Axelrod: Obama doesn’t want Trump-Biden race to be ‘tag-team match’
David Axelrod said his old boss, former President Obama, does not want the 2024 presidential race to be a “tag-team match.”
“It isn’t that customary for former presidents to be out there, actively campaigning, and Obama has done that because these are extraordinary times,” Axelrod said Thursday in an appearance on CNN’s “Laura Coates Live.”
“But if you watch what he’s done, he tends to get engaged in the fall when voters are engaged, and he tends to pick his spots because I don’t think he wants to be — he doesn’t want it to be a tag-team match.”

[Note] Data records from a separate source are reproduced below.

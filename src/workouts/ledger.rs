//! Admission of new sets under the per-day cap.

use time::OffsetDateTime;
use tracing::{info, instrument, warn};
use uuid::Uuid;

use super::repo::{Admission, NewSetLog, SetLogEntry, SetLogRepo};
use crate::{
    days::day_key,
    error::{AppError, AppResult},
    groups::{guard, GroupRepo},
    scope::Scope,
};

/// Sets one actor may log per exercise, scope and local day.
pub const DAILY_SET_LIMIT: usize = 3;

#[derive(Debug, Clone, Copy)]
pub struct SetInput {
    pub exercise_id: Uuid,
    pub weight_kg: f64,
    pub reps: i32,
}

fn validate(input: &SetInput) -> AppResult<()> {
    if !input.weight_kg.is_finite() || input.weight_kg < 0.0 {
        return Err(AppError::validation("'weightKg' must be a non-negative number"));
    }
    if input.reps < 1 {
        return Err(AppError::validation("'reps' must be at least 1"));
    }
    Ok(())
}

/// Admits one set for `actor_id` in `scope` at `now`.
///
/// Group scopes require membership, checked before the input. The entry gets
/// the next set number of its day; once the day holds `DAILY_SET_LIMIT`
/// entries the call fails with `DailySetLimitReached` and writes nothing.
pub async fn admit_set(
    sets: &dyn SetLogRepo,
    groups: &dyn GroupRepo,
    actor_id: Uuid,
    scope: Scope,
    input: SetInput,
    now: OffsetDateTime,
) -> AppResult<SetLogEntry> {
    guard::authorize_scope(groups, actor_id, scope).await?;
    admit_authorized(sets, actor_id, scope, input, now).await
}

/// [`admit_set`] for callers that already hold the actor's access to `scope`.
#[instrument(skip(sets))]
pub async fn admit_authorized(
    sets: &dyn SetLogRepo,
    actor_id: Uuid,
    scope: Scope,
    input: SetInput,
    now: OffsetDateTime,
) -> AppResult<SetLogEntry> {
    validate(&input)?;
    let day = day_key(now);
    let new = NewSetLog {
        actor_id,
        exercise_id: input.exercise_id,
        scope,
        weight_kg: input.weight_kg,
        reps: input.reps,
        performed_at: now,
    };

    match sets.append_capped(new, day, DAILY_SET_LIMIT).await? {
        Admission::Admitted(entry) => {
            info!(set_id = %entry.id, set_number = entry.set_number, %day, "set admitted");
            Ok(entry)
        }
        Admission::LimitReached => {
            warn!(%day, "daily set limit reached");
            Err(AppError::DailySetLimitReached)
        }
    }
}

#[cfg(test)]
mod tests {
    use super::*;
    use crate::{groups::repo::Group, memory::MemoryStore};
    use std::sync::Arc;
    use time::{macros::datetime, Duration};

    const NOW: OffsetDateTime = datetime!(2024-01-01 09:00:00 +05:30);

    fn input(exercise_id: Uuid) -> SetInput {
        SetInput {
            exercise_id,
            weight_kg: 50.0,
            reps: 8,
        }
    }

    #[tokio::test]
    async fn numbers_sets_then_stops_at_the_cap() {
        let store = MemoryStore::new();
        let actor = Uuid::new_v4();
        let exercise = Uuid::new_v4();

        for expected in 1..=3 {
            let entry = admit_set(&store, &store, actor, Scope::Personal, input(exercise), NOW + Duration::minutes(expected))
                .await
                .expect("admitted");
            assert_eq!(entry.set_number, expected as i32);
        }

        let err = admit_set(&store, &store, actor, Scope::Personal, input(exercise), NOW + Duration::minutes(10))
            .await
            .unwrap_err();
        assert!(matches!(err, AppError::DailySetLimitReached));

        let stored = store
            .list_for_actor(actor, Scope::Personal, exercise, 0, 100)
            .await
            .unwrap();
        assert_eq!(stored.len(), 3);
    }

    #[tokio::test]
    async fn next_local_day_starts_again_at_one() {
        let store = MemoryStore::new();
        let actor = Uuid::new_v4();
        let exercise = Uuid::new_v4();
        let late = datetime!(2024-01-01 23:59:59 +05:30);
        for _ in 0..3 {
            admit_set(&store, &store, actor, Scope::Personal, input(exercise), late)
                .await
                .unwrap();
        }
        let entry = admit_set(
            &store,
            &store,
            actor,
            Scope::Personal,
            input(exercise),
            datetime!(2024-01-02 00:00:01 +05:30),
        )
        .await
        .unwrap();
        assert_eq!(entry.set_number, 1);
    }

    #[tokio::test]
    async fn caps_are_independent_per_scope() {
        let store = MemoryStore::new();
        let actor = Uuid::new_v4();
        let exercise = Uuid::new_v4();
        let group = Group::new("Crew", actor, NOW);
        store.seed_group(group.clone()).await;

        for _ in 0..3 {
            admit_set(&store, &store, actor, Scope::Personal, input(exercise), NOW)
                .await
                .unwrap();
        }
        let entry = admit_set(&store, &store, actor, Scope::Group(group.id), input(exercise), NOW)
            .await
            .unwrap();
        assert_eq!(entry.set_number, 1);
        assert_eq!(entry.scope, Scope::Group(group.id));
    }

    #[tokio::test]
    async fn non_members_are_forbidden_without_side_effects() {
        let store = MemoryStore::new();
        let group = Group::new("Crew", Uuid::new_v4(), NOW);
        store.seed_group(group.clone()).await;
        let outsider = Uuid::new_v4();
        let exercise = Uuid::new_v4();

        let err = admit_set(&store, &store, outsider, Scope::Group(group.id), input(exercise), NOW)
            .await
            .unwrap_err();
        assert!(matches!(err, AppError::ScopeForbidden(_)));
        assert!(store
            .list_for_exercise(Scope::Group(group.id), exercise)
            .await
            .unwrap()
            .is_empty());
    }

    #[tokio::test]
    async fn membership_is_checked_before_input() {
        let store = MemoryStore::new();
        let group = Group::new("Crew", Uuid::new_v4(), NOW);
        store.seed_group(group.clone()).await;
        let bad = SetInput {
            reps: 0,
            ..input(Uuid::new_v4())
        };
        let err = admit_set(&store, &store, Uuid::new_v4(), Scope::Group(group.id), bad, NOW)
            .await
            .unwrap_err();
        assert!(matches!(err, AppError::ScopeForbidden(_)));
    }

    #[tokio::test]
    async fn rejects_invalid_input() {
        let store = MemoryStore::new();
        let bad_reps = SetInput {
            reps: 0,
            ..input(Uuid::new_v4())
        };
        let err = admit_set(&store, &store, Uuid::new_v4(), Scope::Personal, bad_reps, NOW)
            .await
            .unwrap_err();
        assert!(matches!(err, AppError::Validation(_)));

        let bad_weight = SetInput {
            weight_kg: -1.0,
            ..input(Uuid::new_v4())
        };
        let err = admit_set(&store, &store, Uuid::new_v4(), Scope::Personal, bad_weight, NOW)
            .await
            .unwrap_err();
        assert!(matches!(err, AppError::Validation(_)));
    }

    #[tokio::test]
    async fn concurrent_admissions_never_exceed_the_cap() {
        let store = Arc::new(MemoryStore::new());
        let actor = Uuid::new_v4();
        let exercise = Uuid::new_v4();

        let mut handles = Vec::new();
        for _ in 0..10 {
            let store = Arc::clone(&store);
            handles.push(tokio::spawn(async move {
                admit_set(&*store, &*store, actor, Scope::Personal, input(exercise), NOW).await
            }));
        }

        let mut admitted = Vec::new();
        let mut limited = 0;
        for handle in handles {
            match handle.await.expect("task") {
                Ok(entry) => admitted.push(entry.set_number),
                Err(AppError::DailySetLimitReached) => limited += 1,
                Err(other) => panic!("unexpected error: {other}"),
            }
        }
        admitted.sort();
        assert_eq!(admitted, vec![1, 2, 3]);
        assert_eq!(limited, 7);
    }
}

President Biden held a multimillion-dollar fundraiser with Obama and former President Clinton on Thursday night in New York City. All three also joined the “SmartLess” podcast hosted by actors Jason Bateman, Sean Hayes and Will Arnett; the episode will be released at a later date, according to the White House.
“You and I are paying rapt attention to this race, now,” Axelrod told Coates. “Most Americans are not. And they’re gonna start paying attention after the conventions, in the fall. That’s when the final arguments are gonna be made that are gonna turn this race.”

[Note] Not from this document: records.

use argon2::{
    password_hash::{PasswordHash, PasswordHasher, PasswordVerifier, SaltString},
    Argon2,
};
use lazy_static::lazy_static;
use rand::rngs::OsRng;
use regex::Regex;
use tracing::error;

pub const MIN_PASSWORD_LEN: usize = 8;

lazy_static! {
    static ref EMAIL_RE: Regex = Regex::new(r"^[^@\s]+@[^@\s]+\.[^@\s]+$").unwrap();
}

/// Trimmed, lowercased form used for storage and lookups.
pub fn normalize_email(email: &str) -> String {
    email.trim().to_lowercase()
}

pub fn is_valid_email(email: &str) -> bool {
    EMAIL_RE.is_match(email)
}

pub fn hash_password(plain: &str) -> anyhow::Result<String> {
    let salt = SaltString::generate(&mut OsRng);
    let hash = Argon2::default()
        .hash_password(plain.as_bytes(), &salt)
        .map_err(|e| {
            error!(error = %e, "argon2 hash_password error");
            anyhow::anyhow!(e.to_string())
        })?
        .to_string();
    Ok(hash)
}

pub fn verify_password(plain: &str, hash: &str) -> anyhow::Result<bool> {
    let parsed = PasswordHash::new(hash).map_err(|e| {
        error!(error = %e, "argon2 parse hash error");
        anyhow::anyhow!(e.to_string())
    })?;
    Ok(Argon2::default()
        .verify_password(plain.as_bytes(), &parsed)
        .is_ok())
}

It’s in that fall time frame, Axelrod said, that “you’ll see President Obama out there, just as he was in 2020, just as he was in 2022.”

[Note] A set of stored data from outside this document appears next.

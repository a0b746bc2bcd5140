use std::time::Duration;

use axum::{
    async_trait,
    extract::{FromRef, FromRequestParts},
    http::request::Parts,
};
use jsonwebtoken::{decode, encode, DecodingKey, EncodingKey, Header, Validation};
use time::{Duration as TimeDuration, OffsetDateTime};
use tracing::{debug, warn};
use uuid::Uuid;

use super::claims::{Claims, TokenKind};
use crate::{config::JwtConfig, error::AppError, state::AppState};

/// Signing and verification keys plus the token settings they were built from.
#[derive(Clone)]
pub struct JwtKeys {
    pub encoding: EncodingKey,
    pub decoding: DecodingKey,
    pub issuer: String,
    pub audience: String,
    pub access_ttl: Duration,
    pub refresh_ttl: Duration,
}

impl From<&JwtConfig> for JwtKeys {
    fn from(cfg: &JwtConfig) -> Self {
        Self {
            encoding: EncodingKey::from_secret(cfg.secret.as_bytes()),
            decoding: DecodingKey::from_secret(cfg.secret.as_bytes()),
            issuer: cfg.issuer.clone(),
            audience: cfg.audience.clone(),
            access_ttl: Duration::from_secs((cfg.ttl_minutes.max(0) as u64) * 60),
            refresh_ttl: Duration::from_secs((cfg.refresh_ttl_minutes.max(0) as u64) * 60),
        }
    }
}

impl FromRef<AppState> for JwtKeys {
    fn from_ref(state: &AppState) -> Self {
        JwtKeys::from(&state.config.jwt)
    }
}

impl JwtKeys {
    fn sign_with_kind(&self, user_id: Uuid, kind: TokenKind) -> anyhow::Result<String> {
        let now = OffsetDateTime::now_utc();
        let ttl = match kind {
            TokenKind::Access => self.access_ttl,
            TokenKind::Refresh => self.refresh_ttl,
        };
        let exp = now + TimeDuration::seconds(ttl.as_secs() as i64);
        let claims = Claims {
            sub: user_id,
            iat: now.unix_timestamp() as usize,
            exp: exp.unix_timestamp() as usize,
            iss: self.issuer.clone(),
            aud: self.audience.clone(),
            kind,
        };
        let token = encode(&Header::default(), &claims, &self.encoding)?;
        debug!(user_id = %user_id, kind = ?kind, "jwt signed");
        Ok(token)
    }

    pub fn sign_access(&self, user_id: Uuid) -> anyhow::Result<String> {
        self.sign_with_kind(user_id, TokenKind::Access)
    }

    pub fn sign_refresh(&self, user_id: Uuid) -> anyhow::Result<String> {
        self.sign_with_kind(user_id, TokenKind::Refresh)
    }

    pub fn verify(&self, token: &str) -> anyhow::Result<Claims> {
        let mut validation = Validation::default();
        validation.set_audience(std::slice::from_ref(&self.audience));
        validation.set_issuer(std::slice::from_ref(&self.issuer));
        let data = decode::<Claims>(token, &self.decoding, &validation)?;
        debug!(user_id = %data.claims.sub, kind = ?data.claims.kind, "jwt verified");
        Ok(data.claims)
    }

    pub fn verify_refresh(&self, token: &str) -> anyhow::Result<Claims> {
        let claims = self.verify(token)?;
        if claims.kind != TokenKind::Refresh {
            anyhow::bail!("not a refresh token");
        }
        Ok(claims)
    }
}

/// Actor resolved from a bearer access token.
pub struct AuthUser(pub Uuid);

#[async_trait]
impl<S> FromRequestParts<S> for AuthUser
where
    S: Send + Sync,
    JwtKeys: FromRef<S>,
{
    type Rejection = AppError;

    async fn from_request_parts(parts: &mut Parts, state: &S) -> Result<Self, Self::Rejection> {
        let keys = JwtKeys::from_ref(state);
        let header = parts
            .headers
            .get(axum::http::header::AUTHORIZATION)
            .and_then(|v| v.to_str().ok())
            .ok_or_else(|| AppError::Unauthorized("Missing Authorization header".into()))?;

        let token = header
            .strip_prefix("Bearer ")
            .or_else(|| header.strip_prefix("bearer "))
            .ok_or_else(|| AppError::Unauthorized("Invalid Authorization header".into()))?;

        let claims = keys.verify(token).map_err(|_| {
            warn!("invalid or expired token");
            AppError::Unauthorized("Invalid or expired token".into())
        })?;

        if claims.kind != TokenKind::Access {
            return Err(AppError::Unauthorized("Access token required".into()));
        }

        Ok(AuthUser(claims.sub))
    }
}

#[cfg(test)]
mod tests {
    use super::*;
    use crate::config::AppConfig;

    fn make_keys(issuer: &str, audience: &str) -> JwtKeys {
        let mut cfg = AppConfig::for_tests().jwt;
        cfg.issuer = issuer.into();
        cfg.audience = audience.into();
        JwtKeys::from(&cfg)
    }

    #[test]
    fn sign_and_verify_access_token() {
        let keys = make_keys("test-issuer", "test-aud");
        let user_id = Uuid::new_v4();
        let token = keys.sign_access(user_id).expect("sign access");
        let claims = keys.verify(&token).expect("verify token");
        assert_eq!(claims.sub, user_id);
        assert_eq!(claims.iss, "test-issuer");
        assert_eq!(claims.aud, "test-aud");
        assert_eq!(claims.kind, TokenKind::Access);
    }

    #[test]
    fn verify_refresh_rejects_access_token() {
        let keys = make_keys("iss", "aud");
        let token = keys.sign_access(Uuid::new_v4()).expect("sign access");
        let err = keys.verify_refresh(&token).unwrap_err();
        assert!(err.to_string().contains("not a refresh token"));
    }

    #[test]
    fn refresh_token_round_trips() {
        let keys = make_keys("iss", "aud");
        let user_id = Uuid::new_v4();
        let token = keys.sign_refresh(user_id).expect("sign refresh");
        let claims = keys.verify_refresh(&token).expect("verify refresh");
        assert_eq!(claims.sub, user_id);
    }

    #[test]
    fn verify_rejects_wrong_issuer_or_audience() {
        let good = make_keys("good-iss", "good-aud");
        let bad = make_keys("bad-iss", "bad-aud");
        let token = good.sign_access(Uuid::new_v4()).expect("sign access");
        assert!(bad.verify(&token).is_err());
    }
}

Obama campaigned for his former vice president back in 2020, saying at a drive-in rally in Michigan at the time that then-President Trump hadn’t “shown any interest in doing the work or helping anybody but himself or his friends or treating the presidency as anything more than a reality show to give him the attention that he craves.”
“But unfortunately, the rest of us have to live with the consequences,” Obama continued.